Schon viele Geistliche waren Gäste der Wittlager Mahlzeit, Pastoren und Pfarrer, Superintendenten, Regionalbischöfe – aber aktiv als „einfache“ Hilfskraft in der DRK-Großküche von Anfang an mitzuwirken, dies ist wohl erstmalig. Stefanie Sonnenborg war 20 Jahre Pastorin der Evangelisch-lutherischen Landeskirche in der Pfarrgemeinde Hannover-Nordstadt. Nach Eintritt des Ehemannes Andreas in den Ruhestand Zeit für einen Neuanfang. Seit 2025 betreut die Pastorin die Kirchengemeinde Bad Essen und die Vakanz für die Kirchengemeinde Barkhausen-Rabber, gemeinsam mit dem Lintorfer Pastor. Tochter Eva-Marie studiert an der Universität Bielefeld an der medizinischen Fakultät.
Stefanie Sonnenburg wollte einmal von Anfang an bei der „Wittlager Mahlzeit“ im Team des ökumenischen Arbeitskreises mitwirken. Dies setzte sie in die Tat um und sie lobte den guten Teamgeist der ehrenamtlichen Hilfskräfte, die sich Woche für Woche einbringen.
Das DRK-Team war derweil nicht untätig. Die gehackten Zwiebeln wurden angebraten, der Großkessel angeheizt und mit dem TK-Gemüse, Gemüsebrühe, später den kleingehackten Kartoffeln aufgefüllt und es köchelte bald – 150 Liter Eintopf. Eine wichtige Zutat: Rindfleisch, etliche Kilo, aufgeschnitten und dann durch den Fleischwolf gedreht. Vegetarischer Eintopf wird derzeit bei den Essensgästen nicht verlangt. Die DRK-Küche hat sich darauf eingestellt.
Nach dem Schnippeln wurden die langen Tischreihen eingedeckt. Und Alexander Bartz erfuhr von den Gästen Wünsche und Bedürfnisse für die Region Osnabrück. Eine medizinische Notfall-Ambulanz, die seit der Schließung des Krankenhauses Ostercappeln fehlt, wird von der überwiegenden Landbevölkerung dringend gewünscht. Dies ist kein Luxus. Rangiert womöglich noch vor dem Nahverkehr, der verbesserungsbedürftig ist, nach dem die Buslinie S 20 nur noch werktags eingeschränkt fährt.
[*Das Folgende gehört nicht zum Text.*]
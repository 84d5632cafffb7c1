use danworld_util::strip_namespace;
use num_derive::FromPrimitive;
use num_traits::FromPrimitive;
use serde::{Deserialize, Serialize};

/// Biome classification with its fixed on-disk code.
///
/// The discriminants are the codes, assigned alphabetically once and never renumbered.
/// New variants must only ever be appended.
#[derive(FromPrimitive, Clone, Copy, Debug, PartialEq, Eq, Hash, Serialize, Deserialize)]
#[serde(rename_all = "snake_case")]
#[repr(u8)]
pub enum Biome {
    Badlands = 0,
    BambooJungle = 1,
    BasaltDeltas = 2,
    Beach = 3,
    BirchForest = 4,
    CherryGrove = 5,
    ColdOcean = 6,
    CrimsonForest = 7,
    DarkForest = 8,
    DeepColdOcean = 9,
    DeepDark = 10,
    DeepFrozenOcean = 11,
    DeepLukewarmOcean = 12,
    DeepOcean = 13,
    Desert = 14,
    DripstoneCaves = 15,
    EndBarrens = 16,
    EndHighlands = 17,
    EndMidlands = 18,
    ErodedBadlands = 19,
    FlowerForest = 20,
    Forest = 21,
    FrozenOcean = 22,
    FrozenPeaks = 23,
    FrozenRiver = 24,
    Grove = 25,
    IceSpikes = 26,
    JaggedPeaks = 27,
    Jungle = 28,
    LukewarmOcean = 29,
    LushCaves = 30,
    MangroveSwamp = 31,
    Meadow = 32,
    MushroomFields = 33,
    NetherWastes = 34,
    Ocean = 35,
    OldGrowthBirchForest = 36,
    OldGrowthPineTaiga = 37,
    OldGrowthSpruceTaiga = 38,
    Plains = 39,
    River = 40,
    Savanna = 41,
    SavannaPlateau = 42,
    SmallEndIslands = 43,
    SnowyBeach = 44,
    SnowyPlains = 45,
    SnowySlopes = 46,
    SnowyTaiga = 47,
    SoulSandValley = 48,
    SparseJungle = 49,
    StonyPeaks = 50,
    StonyShore = 51,
    SunflowerPlains = 52,
    Swamp = 53,
    Taiga = 54,
    TheEnd = 55,
    TheVoid = 56,
    WarmOcean = 57,
    WarpedForest = 58,
    WindsweptForest = 59,
    WindsweptGravellyHills = 60,
    WindsweptHills = 61,
    WindsweptSavanna = 62,
    WoodedBadlands = 63,
}

const NAMES: [&str; 64] = [
    "badlands",
    "bamboo_jungle",
    "basalt_deltas",
    "beach",
    "birch_forest",
    "cherry_grove",
    "cold_ocean",
    "crimson_forest",
    "dark_forest",
    "deep_cold_ocean",
    "deep_dark",
    "deep_frozen_ocean",
    "deep_lukewarm_ocean",
    "deep_ocean",
    "desert",
    "dripstone_caves",
    "end_barrens",
    "end_highlands",
    "end_midlands",
    "eroded_badlands",
    "flower_forest",
    "forest",
    "frozen_ocean",
    "frozen_peaks",
    "frozen_river",
    "grove",
    "ice_spikes",
    "jagged_peaks",
    "jungle",
    "lukewarm_ocean",
    "lush_caves",
    "mangrove_swamp",
    "meadow",
    "mushroom_fields",
    "nether_wastes",
    "ocean",
    "old_growth_birch_forest",
    "old_growth_pine_taiga",
    "old_growth_spruce_taiga",
    "plains",
    "river",
    "savanna",
    "savanna_plateau",
    "small_end_islands",
    "snowy_beach",
    "snowy_plains",
    "snowy_slopes",
    "snowy_taiga",
    "soul_sand_valley",
    "sparse_jungle",
    "stony_peaks",
    "stony_shore",
    "sunflower_plains",
    "swamp",
    "taiga",
    "the_end",
    "the_void",
    "warm_ocean",
    "warped_forest",
    "windswept_forest",
    "windswept_gravelly_hills",
    "windswept_hills",
    "windswept_savanna",
    "wooded_badlands",
];

impl Biome {
    /// Substituted for custom biomes and anything the table does not know
    pub const DEFAULT: Biome = Biome::Plains;

    pub const fn code(self) -> u8 {
        self as u8
    }

    /// Unknown codes decode to [`Biome::DEFAULT`]
    pub fn from_code(code: u8) -> Self {
        Self::from_u8(code).unwrap_or(Self::DEFAULT)
    }

    pub fn name(self) -> &'static str {
        NAMES[self as usize]
    }

    /// Accepts `minecraft:snowy_taiga` as well as `SNOWY_TAIGA`. Custom biomes fall back to
    /// [`Biome::DEFAULT`].
    pub fn from_name(name: &str) -> Self {
        let name = strip_namespace(name);
        NAMES
            .iter()
            .position(|candidate| candidate.eq_ignore_ascii_case(name))
            .and_then(Self::from_usize)
            .unwrap_or(Self::DEFAULT)
    }
}

impl Default for Biome {
    fn default() -> Self {
        Self::DEFAULT
    }
}

#[cfg(test)]
mod tests {
    use super::Biome;

    #[test]
    fn codes_are_fixed() {
        assert_eq!(Biome::Badlands.code(), 0);
        assert_eq!(Biome::Plains.code(), 39);
        assert_eq!(Biome::TheVoid.code(), 56);
        assert_eq!(Biome::WoodedBadlands.code(), 63);
    }

    #[test]
    fn every_code_maps_back() {
        for code in 0..64u8 {
            let biome = Biome::from_code(code);
            assert_eq!(biome.code(), code);
            assert_eq!(Biome::from_name(biome.name()), biome);
        }
    }

    #[test]
    fn unknown_falls_back_to_plains() {
        assert_eq!(Biome::from_code(64), Biome::Plains);
        assert_eq!(Biome::from_code(255), Biome::Plains);
        assert_eq!(Biome::from_name("custom"), Biome::Plains);
        assert_eq!(Biome::from_name("mymod:crystal_caves"), Biome::Plains);
    }

    #[test]
    fn names_ignore_case_and_namespace() {
        assert_eq!(Biome::from_name("minecraft:snowy_taiga"), Biome::SnowyTaiga);
        assert_eq!(Biome::from_name("DEEP_DARK"), Biome::DeepDark);
    }
}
Die Wittlager Mahlzeit wird finanziert durch die Spenden der Essensteilnehmer, bei der großen Hitze waren es noch über 100 Teilnehmer, dazu kommen noch viele Einwohner, die gegen eine Spende Essen für kranke Angehörige holen – alles nur soweit der Vorrat reicht.
Alexander Bartz war um 13.30 Uhr fertig mit seiner Arbeit, die er vollumfänglich erfüllt hatte; es war keine symbolhafte Mitwirkung. Danke dafür. Viele Gespräche fanden statt und Bartz hörte geduldig zu. Er dürfte die Erkenntnis mitnehmen, dass den Menschen vor Ort die fehlende Notaufnahme nach der Schließung des Krankenhauses Ostercappeln ein überragendes Anliegen ist. Ein weiterer Punkt wurde ihm angetragen: Wenige ältere Menschen sind digital nicht mehr erreichbar. Diese Personengruppe darf nicht weiter diskriminiert werden, dafür müssen die Rahmenbedingungen künftig verbessert werden.
Es war rundum ein erfreulicher Gedankenaustausch mit Pastorin Stefanie Sonnenburg und DRK-Kreisvorsitzendem Alexander Bartz aus Vechta bei der „Wittlager Mahlzeit“.